TAÜLL EN LA RUTA DEL ROMÁNICO
La iglesia de Sant Clíment es un edificio de planta basilical con tres naves separadas por columnas. El techo a dos aguas está cubierto de madera. La cabecera del templo consta de tres ábsides semicilíndricos cubiertos con bóveda de cuarto de esfera y tejado cónico. Lo más espectacular del templo es el campanario, torre de planta cuadrada de seis pisos de altura adosado a la fachada sur, con arcuaciones ciegas, lesenas y frisos de dientes de sierra. La decoración de los ábsides del templo es de tipo lombardo. En la iglesia de Sant Climent tiene particular relevancia la imágen del Cristo Salvador o Pantocrátor del ábside central. También gozan de interés los demás personajes de los murales que están en la capilla. Los murales son representación de la fe que se vivía y transmitía en el S. XII. Los íconos están inspirados en la Sagrada Biblia, como los frescos de Caín y Abel que representan el bien y el mal en el mundo o el del Jucio Final con el retorno de Dios impartiendo su justicia a los hombres. La imágen central del Pantocrátor que significa Todopoderoso es la de Creador y Juez de la creación, de un Dios que promete la Vida Eterna y que da la luz de la vida a quién le siga. La idea de los clérigos en conjunto con los obradores de los frescos-murales era crear una sola imágen con una idea central del Dios Creador, Salvador y Redentor de la humanidad.

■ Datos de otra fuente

//! Command-line interface: the command table, flag parsing and dispatch.

/// Subcommand implementations.
pub mod commands;

/// Typed access to parsed flags.
pub mod flags;

/// The static command table and argv parsing.
pub mod registry;

use serde_json::Value;
use tracing::debug;

use crate::client::{ChatService, StreamClient};
use crate::config::ConfigManager;
use crate::error::Result;
use crate::ids::{IdGenerator, UuidGenerator};
use crate::ui::Style;

use commands::settings_push::PushPlan;
use commands::{channel_init, configure, settings_push};
pub use flags::{FlagValue, ParsedFlags};
pub use registry::{CommandKind, CommandSpec, GlobalOptions, Invocation, build_cli, parse_from};

/// What a successful command has to say.
#[derive(Debug, Clone, PartialEq)]
pub enum Outcome {
    /// A confirmation, printed in the success color.
    Success(String),
    /// Plain text: hints and listings.
    Info(String),
    /// Machine-readable output for `--json`.
    Json(Value),
}

impl Outcome {
    /// Prints the outcome to stdout.
    pub fn render(&self) {
        match self {
            Self::Success(message) => println!("{}", Style::success(message)),
            Self::Info(text) => println!("{text}"),
            Self::Json(value) => println!(
                "{}",
                serde_json::to_string_pretty(value).unwrap_or_else(|_| value.to_string())
            ),
        }
    }
}

/// Builds an authenticated client handle on demand.
///
/// Commands ask for a client only after their local validation passed, so a
/// malformed flag never triggers authentication or a network call.
pub trait Connector: Send + Sync {
    fn connect(&self) -> Result<Box<dyn ChatService>>;
}

impl Connector for ConfigManager {
    fn connect(&self) -> Result<Box<dyn ChatService>> {
        let credentials = self.credentials()?;
        debug!(base_url = %credentials.base_url, "connecting");
        Ok(Box::new(StreamClient::new(&credentials)?))
    }
}

/// Collaborators a command runs against.
pub struct Runtime {
    pub config: ConfigManager,
    pub connector: Box<dyn Connector>,
    pub ids: Box<dyn IdGenerator>,
}

impl Runtime {
    /// The production runtime: config from the XDG config dir, the hosted
    /// API and random UUIDs.
    ///
    /// Nothing is resolved here; each command touches only what it needs.
    pub fn from_env() -> Self {
        let config = ConfigManager::new();
        Self {
            connector: Box::new(config.clone()),
            config,
            ids: Box::new(UuidGenerator),
        }
    }
}

/// Runs the parsed command to completion.
pub async fn execute(invocation: &Invocation, runtime: &Runtime) -> Result<Outcome> {
    let command = invocation.command;
    let flags = ParsedFlags::resolve(command, &invocation.matches, runtime.ids.as_ref());
    debug!(command = command.name, "dispatching");

    match command.kind {
        CommandKind::ChannelInit => {
            let request = channel_init::ChannelInit::from_flags(&flags, runtime.ids.as_ref())?;
            let service = runtime.connector.connect()?;
            channel_init::run(request, service.as_ref()).await
        }
        CommandKind::SettingsPush => match settings_push::plan(&flags)? {
            PushPlan::Skip(hint) => Ok(Outcome::Info(hint)),
            PushPlan::Update(update) => {
                let service = runtime.connector.connect()?;
                settings_push::run(update, service.as_ref(), flags.switch("json")).await
            }
        },
        CommandKind::ConfigSet => configure::run_set(&flags, &runtime.config),
        CommandKind::ConfigGet => configure::run_get(&flags, &runtime.config),
        CommandKind::ConfigDestroy => configure::run_destroy(&runtime.config),
    }
}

Los pintores románicos no imitaban lo que veían con sus ojos, seguían unas pautas precisas a sus ideales y lo que se les pedía que pintasen. Sus propias ideas las imprimían sobre todo en cenefas, bandas de colores, mandorlas y otros fondos abstractos, de formas esquematizadas y geométricas. Se centraban en las caras, las manos o el ropaje. En Taüll hay sectores únicos de referencias de la pintura de estilo románica. La diferencia con la pintura gótica, renancentista y barroca era exactamente lo contrario del románico. El románico como hemos dicho se centraba en ideas propias y abstractas. El gótico, renacentista y barroco se centraba en lo que veía al natural. Algunos artistas calificaron el arte románico de "bárbaro" porque los valores sobre la pintura religiosa eran muy distintos hasta el S. XX. Aunque el S. XX es un siglo calificado como antireligioso, sin embargo es en esta época cuando el espectador común y los nuevos artistas mirando el lado abstracto de las obras han dado un lugar predominante y significativo al arte pictórico románico de los S. X - XII.